▶ **WHAT IS EXPECTED**:
What you give back must match the records below exactly.

▶ **SUPPLIED DATA**:
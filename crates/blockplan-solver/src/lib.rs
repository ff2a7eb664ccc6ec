//! blockplan Solver - Mixed-integer programs and the engines that solve them
//!
//! This crate provides:
//! - A solver-independent linear program model (variables, expressions,
//!   constraints, objective)
//! - The `MilpEngine` seam used by the allocation optimizer
//! - A pure-Rust engine backed by `good_lp` and `microlp`
//!
//! Logging levels:
//! - **INFO**: Solve end with status and duration
//! - **DEBUG**: Solve start with problem scale

pub mod engine;
pub mod error;
pub mod microlp;
pub mod program;

pub use blockplan_core::SolveStatus;
pub use engine::{MilpEngine, SolveBudget, SolveOutcome};
pub use error::SolverError;
pub use microlp::MicroLpEngine;
pub use program::{Constraint, LinearExpr, LinearProgram, Sense, VarId, VariableDef};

▶ **WRITTEN SOLUTION**:
filename crates/blockplan-solver/src/lib.rs
repository ff2a7eb664ccc6ec
//! blockplan Solver - Mixed-integer programs and the engines that solve them
//!
//! This crate provides:
//! - A solver-independent linear program model (variables, expressions,
//!   constraints, objective)
//! - The `MilpEngine` seam used by the allocation optimizer
//! - A pure-Rust engine backed by `good_lp` and `microlp`
//!
//! Logging levels:
//! - **INFO**: Solve end with status and duration
//! - **DEBUG**: Solve start with problem scale

pub mod engine;
pub mod error;
pub mod microlp;
pub mod program;

pub use blockplan_core::SolveStatus;
pub use engine::{MilpEngine, SolveBudget, SolveOutcome};
pub use error::SolverError;
pub use microlp::MicroLpEngine;
pub use program::{Constraint, LinearExpr, LinearProgram, Sense, VarId, VariableDef};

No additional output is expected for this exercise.